Re: From chaos to minds

From: Gordon Worley (
Date: Wed Feb 28 2001 - 13:27:47 MST

At 5:33 AM -0500 2/28/01, Mark Walker wrote:
>One way to think of the problem is whether minds are all of a species or a
>genus. If minds are all of a species then your elaboration of the celestial
>analogy holds. If minds form a genus then from your celestial analogy we
>might have to say that what develops are different types of minds,
>supernovaminds, neutronminds, blackholeminds, darkminds, etc. (Or to scale
>it down, gravityminds, electromagnetic minds, strong and weak minds). Which
>it is I don't know. But the conservative hypothesis when coding an AI would
>be to assume the genus hypothesis so as to be vigianlt that it is friendly.

What I am proposing is that the end result of minds will always be
the same thing.

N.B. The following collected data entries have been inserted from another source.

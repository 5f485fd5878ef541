// ABOUTME: Benchmark for payload encoding and decoding
// ABOUTME: Measures data URI building, JSON assembly, and Base64 round trips

use criterion::{criterion_group, criterion_main, BenchmarkId, Criterion};
use qrpack_sdk::{codec, data_uri, Payload};
use std::hint::black_box;

fn sample_payload(image_size: usize, image_count: usize) -> Payload {
    let image: Vec<u8> = (0..image_size).map(|i| (i % 251) as u8).collect();
    let images = (0..image_count)
        .map(|_| data_uri::build("image/png", &image))
        .collect();
    Payload::assemble("Hello! This QR code contains both text and images.", images)
}

fn bench_encode(c: &mut Criterion) {
    let mut group = c.benchmark_group("encode");
    for size in [256usize, 2 * 1024, 16 * 1024] {
        let payload = sample_payload(size, 2);
        group.bench_with_input(BenchmarkId::from_parameter(size), &payload, |b, payload| {
            b.iter(|| black_box(payload).to_encoded().unwrap())
        });
    }
    group.finish();
}

fn bench_decode(c: &mut Criterion) {
    let mut group = c.benchmark_group("decode");
    for size in [256usize, 2 * 1024, 16 * 1024] {
        let encoded = sample_payload(size, 2).to_encoded().unwrap();
        group.bench_with_input(BenchmarkId::from_parameter(size), &encoded, |b, encoded| {
            b.iter(|| {
                let payload = Payload::from_encoded(black_box(encoded)).unwrap();
                for uri in payload.images() {
                    black_box(data_uri::parse(uri).unwrap());
                }
            })
        });
    }
    group.finish();
}

fn bench_codec(c: &mut Criterion) {
    let bytes: Vec<u8> = (0..64 * 1024).map(|i| (i % 256) as u8).collect();
    let encoded = codec::encode(&bytes);

    c.bench_function("codec_encode_64k", |b| b.iter(|| codec::encode(black_box(&bytes))));
    c.bench_function("codec_decode_64k", |b| {
        b.iter(|| codec::decode(black_box(&encoded)).unwrap())
    });
}

criterion_group!(benches, bench_encode, bench_decode, bench_codec);
criterion_main!(benches);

I agree that there may be gravityminds and the like
along the say to the paragon mind, but there will be only one kind of
paragon mind. You must disregard the internal workings that get to
that point. No matter whether one views art on a computer screen or
from a canvas, the art looks the same. A mind, regardless of it's
underworkings, will be the same. After a few minutes of moving into
the SI realm, the mind should develop to the same end point that it
would in any other civilization (of course, there could always be
mistakes and one particular SI might misdevelop, but, on the whole,
SIs will reach the same end point in mind development).

Now, if we find that there are many mindish things out in the
universe the story will be different (not in the same genus, but each
one a genus). We will have to worry about dealing with something
other than a mind, but very much like this. It may even turn out
that we don't have minds at all, but something close to it. I know
I'm being vague, but I'm just starting to formulate these ideas, not
to mention a lack of experience with anything other than a mind found
on Earth. Give me a few decades and I'll have the answers. ;-)

When coding an AI, why should we have to look out for other mindish
things? If we (I noticed that I've been using 'we' a bit lately, and
by 'we' I mean human or human derived AI, SI, etc.) are doing the
coding, all that we have experience with are our own minds. Now,
there might be an accident, but when it happens I doubt that we'd be
able to know that it's a different mindish thing that we need to deal
with differently. I still haven't bought into the whole Friendliness
deal yet (though that may change as I read more of that paper ... ),
so, to me, I don't really care if a mindish thing is Friendly or not.